*** Begin section ***

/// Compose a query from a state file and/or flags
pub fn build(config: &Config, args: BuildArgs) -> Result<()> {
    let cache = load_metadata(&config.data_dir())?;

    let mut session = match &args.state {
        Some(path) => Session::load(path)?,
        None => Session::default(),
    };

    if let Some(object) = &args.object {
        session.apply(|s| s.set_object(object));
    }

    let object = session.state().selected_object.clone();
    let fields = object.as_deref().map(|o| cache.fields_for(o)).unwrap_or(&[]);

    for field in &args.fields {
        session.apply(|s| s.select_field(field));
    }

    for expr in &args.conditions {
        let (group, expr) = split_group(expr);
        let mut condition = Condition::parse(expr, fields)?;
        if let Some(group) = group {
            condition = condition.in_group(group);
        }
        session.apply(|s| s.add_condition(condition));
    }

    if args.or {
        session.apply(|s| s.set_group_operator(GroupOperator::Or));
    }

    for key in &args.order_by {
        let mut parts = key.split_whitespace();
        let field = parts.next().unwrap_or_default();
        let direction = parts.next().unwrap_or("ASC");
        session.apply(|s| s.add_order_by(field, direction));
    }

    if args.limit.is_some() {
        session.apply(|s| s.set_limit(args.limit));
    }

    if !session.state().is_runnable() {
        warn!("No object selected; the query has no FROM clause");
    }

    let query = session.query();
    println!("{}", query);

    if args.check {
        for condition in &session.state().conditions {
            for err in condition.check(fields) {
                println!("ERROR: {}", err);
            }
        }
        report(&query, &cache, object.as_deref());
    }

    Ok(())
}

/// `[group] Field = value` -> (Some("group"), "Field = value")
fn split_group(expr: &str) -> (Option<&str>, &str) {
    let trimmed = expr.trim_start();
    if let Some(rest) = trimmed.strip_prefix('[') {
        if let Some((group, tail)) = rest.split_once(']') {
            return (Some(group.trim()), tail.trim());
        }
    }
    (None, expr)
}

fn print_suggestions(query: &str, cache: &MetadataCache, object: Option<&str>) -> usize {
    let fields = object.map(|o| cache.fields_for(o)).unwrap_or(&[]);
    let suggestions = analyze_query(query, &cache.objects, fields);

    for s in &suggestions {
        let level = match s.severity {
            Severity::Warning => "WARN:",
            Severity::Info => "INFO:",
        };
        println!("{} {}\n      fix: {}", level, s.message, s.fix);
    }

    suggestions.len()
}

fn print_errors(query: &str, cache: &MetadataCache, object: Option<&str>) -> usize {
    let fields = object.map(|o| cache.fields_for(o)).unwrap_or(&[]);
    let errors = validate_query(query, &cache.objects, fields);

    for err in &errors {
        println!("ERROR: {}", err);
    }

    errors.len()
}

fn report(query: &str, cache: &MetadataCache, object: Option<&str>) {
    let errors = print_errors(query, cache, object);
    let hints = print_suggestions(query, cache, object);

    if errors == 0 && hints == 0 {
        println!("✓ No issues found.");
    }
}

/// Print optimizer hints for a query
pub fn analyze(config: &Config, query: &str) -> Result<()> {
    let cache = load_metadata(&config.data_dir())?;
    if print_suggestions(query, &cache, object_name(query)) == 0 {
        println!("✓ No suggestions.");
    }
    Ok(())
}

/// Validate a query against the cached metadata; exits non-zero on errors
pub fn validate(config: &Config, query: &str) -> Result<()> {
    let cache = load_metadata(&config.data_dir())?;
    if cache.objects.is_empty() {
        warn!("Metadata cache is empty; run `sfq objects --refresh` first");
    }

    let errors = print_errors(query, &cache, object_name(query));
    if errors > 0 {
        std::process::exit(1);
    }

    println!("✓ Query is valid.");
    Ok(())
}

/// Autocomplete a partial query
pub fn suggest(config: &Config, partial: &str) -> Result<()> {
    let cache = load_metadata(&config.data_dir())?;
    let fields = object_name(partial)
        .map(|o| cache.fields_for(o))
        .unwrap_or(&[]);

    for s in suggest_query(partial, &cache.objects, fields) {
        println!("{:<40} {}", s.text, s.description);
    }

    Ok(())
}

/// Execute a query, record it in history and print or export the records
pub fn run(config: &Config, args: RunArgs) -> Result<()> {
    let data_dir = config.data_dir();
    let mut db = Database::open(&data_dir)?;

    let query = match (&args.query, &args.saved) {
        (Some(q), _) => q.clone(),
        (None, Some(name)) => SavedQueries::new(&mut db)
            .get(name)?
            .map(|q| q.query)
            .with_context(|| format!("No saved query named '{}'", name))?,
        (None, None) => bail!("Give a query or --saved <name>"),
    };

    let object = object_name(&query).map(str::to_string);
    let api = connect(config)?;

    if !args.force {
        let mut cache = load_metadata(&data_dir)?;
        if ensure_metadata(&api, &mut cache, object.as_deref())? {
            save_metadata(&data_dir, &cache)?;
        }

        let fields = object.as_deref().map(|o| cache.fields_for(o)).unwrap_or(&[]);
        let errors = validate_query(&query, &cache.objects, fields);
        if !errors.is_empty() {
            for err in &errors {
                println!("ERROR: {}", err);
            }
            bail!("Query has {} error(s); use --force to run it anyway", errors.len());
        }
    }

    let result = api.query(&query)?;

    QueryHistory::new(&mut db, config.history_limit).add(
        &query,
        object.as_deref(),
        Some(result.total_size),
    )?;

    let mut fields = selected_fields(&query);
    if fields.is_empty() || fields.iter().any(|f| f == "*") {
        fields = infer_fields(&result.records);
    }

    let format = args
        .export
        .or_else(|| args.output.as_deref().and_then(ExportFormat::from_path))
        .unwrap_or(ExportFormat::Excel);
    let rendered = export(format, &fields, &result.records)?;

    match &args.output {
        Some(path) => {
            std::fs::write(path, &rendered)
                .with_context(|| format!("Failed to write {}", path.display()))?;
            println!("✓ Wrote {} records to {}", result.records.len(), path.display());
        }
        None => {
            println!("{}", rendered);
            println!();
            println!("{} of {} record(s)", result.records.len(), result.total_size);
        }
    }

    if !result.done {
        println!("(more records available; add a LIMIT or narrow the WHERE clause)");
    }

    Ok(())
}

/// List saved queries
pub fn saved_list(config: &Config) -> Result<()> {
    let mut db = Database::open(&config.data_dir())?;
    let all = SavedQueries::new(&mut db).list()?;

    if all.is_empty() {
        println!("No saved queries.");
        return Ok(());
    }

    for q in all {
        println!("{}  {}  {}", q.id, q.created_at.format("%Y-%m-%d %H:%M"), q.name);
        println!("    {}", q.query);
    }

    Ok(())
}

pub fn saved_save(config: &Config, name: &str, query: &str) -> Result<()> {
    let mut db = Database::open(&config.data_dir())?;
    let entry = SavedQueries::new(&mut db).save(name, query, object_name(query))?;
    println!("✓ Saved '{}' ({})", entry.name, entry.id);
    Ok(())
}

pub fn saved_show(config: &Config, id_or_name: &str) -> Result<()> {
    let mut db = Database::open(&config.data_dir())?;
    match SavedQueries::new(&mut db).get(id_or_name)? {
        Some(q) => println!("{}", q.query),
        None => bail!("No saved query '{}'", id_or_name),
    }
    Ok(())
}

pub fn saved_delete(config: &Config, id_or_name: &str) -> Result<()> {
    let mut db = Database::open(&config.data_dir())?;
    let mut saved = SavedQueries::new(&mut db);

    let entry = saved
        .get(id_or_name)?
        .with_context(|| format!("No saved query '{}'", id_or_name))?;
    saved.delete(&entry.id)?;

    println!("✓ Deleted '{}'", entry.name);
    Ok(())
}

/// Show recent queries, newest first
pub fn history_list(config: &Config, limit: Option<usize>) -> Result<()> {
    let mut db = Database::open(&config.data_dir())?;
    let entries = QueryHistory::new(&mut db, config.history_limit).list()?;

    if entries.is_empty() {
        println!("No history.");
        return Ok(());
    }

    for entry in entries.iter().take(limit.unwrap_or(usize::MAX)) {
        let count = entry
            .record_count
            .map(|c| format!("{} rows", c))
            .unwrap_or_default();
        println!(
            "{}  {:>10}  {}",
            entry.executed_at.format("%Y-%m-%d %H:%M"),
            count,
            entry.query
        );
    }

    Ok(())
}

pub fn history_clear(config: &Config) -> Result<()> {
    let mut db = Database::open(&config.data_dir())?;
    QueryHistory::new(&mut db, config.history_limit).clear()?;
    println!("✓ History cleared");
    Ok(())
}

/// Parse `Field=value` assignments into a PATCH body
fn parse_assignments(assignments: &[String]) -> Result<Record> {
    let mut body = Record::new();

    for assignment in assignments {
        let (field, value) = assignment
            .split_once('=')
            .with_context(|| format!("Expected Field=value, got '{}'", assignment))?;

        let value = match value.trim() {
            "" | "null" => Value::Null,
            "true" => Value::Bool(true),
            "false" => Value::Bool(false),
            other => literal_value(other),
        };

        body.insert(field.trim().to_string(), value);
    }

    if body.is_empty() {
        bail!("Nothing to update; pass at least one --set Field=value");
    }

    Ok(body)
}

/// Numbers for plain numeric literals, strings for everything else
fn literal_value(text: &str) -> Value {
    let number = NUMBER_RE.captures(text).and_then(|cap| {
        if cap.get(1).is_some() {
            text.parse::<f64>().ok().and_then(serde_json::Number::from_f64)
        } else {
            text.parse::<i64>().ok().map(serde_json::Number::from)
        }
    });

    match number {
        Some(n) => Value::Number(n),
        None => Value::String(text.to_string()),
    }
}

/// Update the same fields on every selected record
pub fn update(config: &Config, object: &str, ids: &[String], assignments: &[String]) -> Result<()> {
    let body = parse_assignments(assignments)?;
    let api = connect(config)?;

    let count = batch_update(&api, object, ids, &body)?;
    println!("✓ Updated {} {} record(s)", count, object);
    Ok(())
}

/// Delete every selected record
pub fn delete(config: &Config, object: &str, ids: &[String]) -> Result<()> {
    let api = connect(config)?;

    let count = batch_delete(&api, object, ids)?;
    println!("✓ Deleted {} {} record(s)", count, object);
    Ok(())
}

*** End section ***

_PROBLEM TO SOLVE:_ From the first line of the records above to the line that contains "for expr in", quote each line exactly.

_WRITTEN ANSWER:_
/// Compose a query from a state file and/or flags
pub fn build(config: &Config, args: BuildArgs) -> Result<()> {
    let cache = load_metadata(&config.data_dir())?;

    let mut session = match &args.state {
        Some(path) => Session::load(path)?,
        None => Session::default(),
    };

    if let Some(object) = &args.object {
        session.apply(|s| s.set_object(object));
    }

    let object = session.state().selected_object.clone();
    let fields = object.as_deref().map(|o| cache.fields_for(o)).unwrap_or(&[]);

    for field in &args.fields {
        session.apply(|s| s.select_field(field));
    }

    for expr in &args.conditions {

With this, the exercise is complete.